• [PROMPT] From the data that follows, report how many lines hold the string "Option", giving only the number.

• [Dataset entries]
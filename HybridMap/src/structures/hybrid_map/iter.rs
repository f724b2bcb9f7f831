use std::iter::{FusedIterator, Zip};
use std::slice;

use hashbrown::hash_map;
use smallvec::SmallVec;

enum KeysInner<'a, K, V> {
    Array(slice::Iter<'a, K>),
    Hashed(hash_map::Keys<'a, K, V>),
}

enum ValuesInner<'a, K, V> {
    Array(slice::Iter<'a, V>),
    Hashed(hash_map::Values<'a, K, V>),
}

enum IterInner<'a, K, V> {
    Array(Zip<slice::Iter<'a, K>, slice::Iter<'a, V>>),
    Hashed(hash_map::Iter<'a, K, V>),
}

enum IntoIterInner<K, V, const N: usize> {
    Array(Zip<smallvec::IntoIter<[K; N]>, smallvec::IntoIter<[V; N]>>),
    Hashed(hash_map::IntoIter<K, V>),
}

/// Keys of a [`HybridMap`](crate::HybridMap), from [`HybridMap::keys`](crate::HybridMap::keys).
pub struct Keys<'a, K, V> {
    inner: KeysInner<'a, K, V>,
}

/// Values of a [`HybridMap`](crate::HybridMap), in the same order as its keys.
pub struct Values<'a, K, V> {
    inner: ValuesInner<'a, K, V>,
}

/// Borrowed `(key, value)` pairs of a [`HybridMap`](crate::HybridMap).
pub struct Iter<'a, K, V> {
    inner: IterInner<'a, K, V>,
}

/// Owned `(key, value)` pairs, from consuming a [`HybridMap`](crate::HybridMap).
pub struct IntoIter<K, V, const N: usize> {
    inner: IntoIterInner<K, V, N>,
}

impl<'a, K, V> Keys<'a, K, V> {
    pub(crate) fn array(keys: &'a [K]) -> Self {
        Self { inner: KeysInner::Array(keys.iter()) }
    }

    pub(crate) fn hashed(keys: hash_map::Keys<'a, K, V>) -> Self {
        Self { inner: KeysInner::Hashed(keys) }
    }
}

impl<'a, K, V> Values<'a, K, V> {
    pub(crate) fn array(values: &'a [V]) -> Self {
        Self { inner: ValuesInner::Array(values.iter()) }
    }

    pub(crate) fn hashed(values: hash_map::Values<'a, K, V>) -> Self {
        Self { inner: ValuesInner::Hashed(values) }
    }
}

impl<'a, K, V> Iter<'a, K, V> {
    pub(crate) fn array(keys: &'a [K], values: &'a [V]) -> Self {
        Self { inner: IterInner::Array(keys.iter().zip(values.iter())) }
    }

    pub(crate) fn hashed(iter: hash_map::Iter<'a, K, V>) -> Self {
        Self { inner: IterInner::Hashed(iter) }
    }
}

impl<K, V, const N: usize> IntoIter<K, V, N> {
    pub(crate) fn array(keys: SmallVec<[K; N]>, values: SmallVec<[V; N]>) -> Self {
        Self { inner: IntoIterInner::Array(keys.into_iter().zip(values)) }
    }

    pub(crate) fn hashed(iter: hash_map::IntoIter<K, V>) -> Self {
        Self { inner: IntoIterInner::Hashed(iter) }
    }
}

macro_rules! delegate {
    ($self:expr, $inner:ident, $method:ident $(, $args:expr )* ) => {
        match $self {
            $inner::Array(it) => it.$method($($args),*),
            $inner::Hashed(it) => it.$method($($args),*),
        }
    };
}

// Every inner iterator is exact-size and fused, so the wrappers forward
// `next`/`size_hint` and inherit both properties.
macro_rules! forward_iterator {
    ([$($generics:tt)*] $outer:ty, $inner:ident, $item:ty) => {
        impl<$($generics)*> Iterator for $outer {
            type Item = $item;

            #[inline]
            fn next(&mut self) -> Option<Self::Item> {
                delegate!(&mut self.inner, $inner, next)
            }

            #[inline]
            fn size_hint(&self) -> (usize, Option<usize>) {
                delegate!(&self.inner, $inner, size_hint)
            }
        }

        impl<$($generics)*> ExactSizeIterator for $outer {
            #[inline]
            fn len(&self) -> usize {
                delegate!(&self.inner, $inner, len)
            }
        }

        impl<$($generics)*> FusedIterator for $outer {}
    };
}

forward_iterator!(['a, K, V] Keys<'a, K, V>, KeysInner, &'a K);
forward_iterator!(['a, K, V] Values<'a, K, V>, ValuesInner, &'a V);
forward_iterator!(['a, K, V] Iter<'a, K, V>, IterInner, (&'a K, &'a V));
forward_iterator!([K, V, const N: usize] IntoIter<K, V, N>, IntoIterInner, (K, V));

impl<K, V> Clone for Keys<'_, K, V> {
    fn clone(&self) -> Self {
        let inner = match &self.inner {
            KeysInner::Array(it) => KeysInner::Array(it.clone()),
            KeysInner::Hashed(it) => KeysInner::Hashed(it.clone()),
        };
        Self { inner }
    }
}

impl<K, V> Clone for Values<'_, K, V> {
    fn clone(&self) -> Self {
        let inner = match &self.inner {
            ValuesInner::Array(it) => ValuesInner::Array(it.clone()),
            ValuesInner::Hashed(it) => ValuesInner::Hashed(it.clone()),
        };
        Self { inner }
    }
}

impl<K, V> Clone for Iter<'_, K, V> {
    fn clone(&self) -> Self {
        let inner = match &self.inner {
            IterInner::Array(it) => IterInner::Array(it.clone()),
            IterInner::Hashed(it) => IterInner::Hashed(it.clone()),
        };
        Self { inner }
    }
}
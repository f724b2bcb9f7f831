//! Lookup throughput measurement: builds maps of a given size keyed by
//! `"1"..="n"` and times full descending + ascending `get` sweeps against an
//! `FxHashMap` baseline.

use std::borrow::Cow;
use std::hash::BuildHasher;
use std::hint::black_box;
use std::time::{Duration, Instant};

use once_cell::sync::Lazy;
use rand::seq::SliceRandom;
use rayon::prelude::*;
use rustc_hash::FxHashMap;
use smol_str::SmolStr;
use tracing::debug;

use crate::error::HybridMapError;
use crate::structures::hybrid_map::HybridMap;

/// Sizes measured when none are given.
pub const DEFAULT_SIZES: [usize; 3] = [3, 6, 512];

const CACHED_KEYS: usize = 1000;

static KEYS: Lazy<Vec<SmolStr>> = Lazy::new(|| key_range(CACHED_KEYS));

fn key_range(n: usize) -> Vec<SmolStr> {
    (1..=n).map(|i| SmolStr::new(i.to_string())).collect()
}

/// `"1"..="n"`. Sizes up to 1000 are served from a process-wide cache.
pub fn keys(n: usize) -> Cow<'static, [SmolStr]> {
    if n <= CACHED_KEYS {
        Cow::Borrowed(&KEYS[..n])
    } else {
        Cow::Owned(key_range(n))
    }
}

/// The read contract a sweep needs.
pub trait Lookup: Sync {
    fn lookup(&self, key: &str) -> Result<&SmolStr, HybridMapError<String>>;
    fn entries(&self) -> usize;
}

impl<const N: usize, S> Lookup for HybridMap<SmolStr, SmolStr, N, S>
where
    S: BuildHasher + Sync,
{
    #[inline]
    fn lookup(&self, key: &str) -> Result<&SmolStr, HybridMapError<String>> {
        self.get(key)
    }

    fn entries(&self) -> usize {
        self.len()
    }
}

impl Lookup for FxHashMap<SmolStr, SmolStr> {
    #[inline]
    fn lookup(&self, key: &str) -> Result<&SmolStr, HybridMapError<String>> {
        self.get(key)
            .ok_or_else(|| HybridMapError::KeyNotFound(key.to_owned()))
    }

    fn entries(&self) -> usize {
        self.len()
    }
}

pub fn build_hybrid(keys: &[SmolStr]) -> Result<HybridMap<SmolStr, SmolStr>, HybridMapError<SmolStr>> {
    HybridMap::new(keys.iter().map(|k| (k.clone(), k.clone())))
}

pub fn build_baseline(keys: &[SmolStr]) -> FxHashMap<SmolStr, SmolStr> {
    keys.iter().map(|k| (k.clone(), k.clone())).collect()
}

/// One descending then one ascending pass over `keys`. Returns the number
/// of lookups performed.
pub fn sweep<L: Lookup + ?Sized>(map: &L, keys: &[SmolStr]) -> Result<usize, HybridMapError<String>> {
    for key in keys.iter().rev() {
        black_box(map.lookup(black_box(key))?);
    }
    for key in keys {
        black_box(map.lookup(black_box(key))?);
    }
    Ok(keys.len() * 2)
}

#[derive(Clone, Copy, Debug, Default)]
pub struct SweepConfig {
    pub iterations: usize,
    /// Visit keys in a random order instead of `"1"..="n"`.
    pub shuffled: bool,
    /// Spread iterations over the rayon pool.
    pub parallel: bool,
}

#[derive(Clone, Debug)]
pub struct Measurement {
    pub container: &'static str,
    pub size: usize,
    pub lookups: usize,
    pub elapsed: Duration,
}

impl Measurement {
    pub fn nanos_per_lookup(&self) -> f64 {
        if self.lookups == 0 {
            return 0.0;
        }
        self.elapsed.as_nanos() as f64 / self.lookups as f64
    }
}

pub fn measure<L: Lookup + ?Sized>(
    container: &'static str,
    map: &L,
    keys: &[SmolStr],
    config: SweepConfig,
) -> Result<Measurement, HybridMapError<String>> {
    let order: Cow<'_, [SmolStr]> = if config.shuffled {
        let mut shuffled = keys.to_vec();
        shuffled.shuffle(&mut rand::rng());
        Cow::Owned(shuffled)
    } else {
        Cow::Borrowed(keys)
    };

    let start = Instant::now();
    let lookups = if config.parallel {
        (0..config.iterations)
            .into_par_iter()
            .map(|_| sweep(map, &order))
            .try_reduce(|| 0, |a, b| Ok(a + b))?
    } else {
        let mut total = 0;
        for _ in 0..config.iterations {
            total += sweep(map, &order)?;
        }
        total
    };
    let elapsed = start.elapsed();

    debug!(container, size = map.entries(), lookups, ?elapsed, "sweep finished");

    Ok(Measurement {
        container,
        size: map.entries(),
        lookups,
        elapsed,
    })
}

/// Measures the hybrid map and the baseline at one size.
pub fn compare(size: usize, config: SweepConfig) -> anyhow::Result<[Measurement; 2]> {
    let keys = keys(size);
    let hybrid = build_hybrid(&keys)?;
    let baseline = build_baseline(&keys);

    Ok([
        measure("hybrid", &hybrid, &keys, config)?,
        measure("fx_hashmap", &baseline, &keys, config)?,
    ])
}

• [RESPONSE BELOW] 2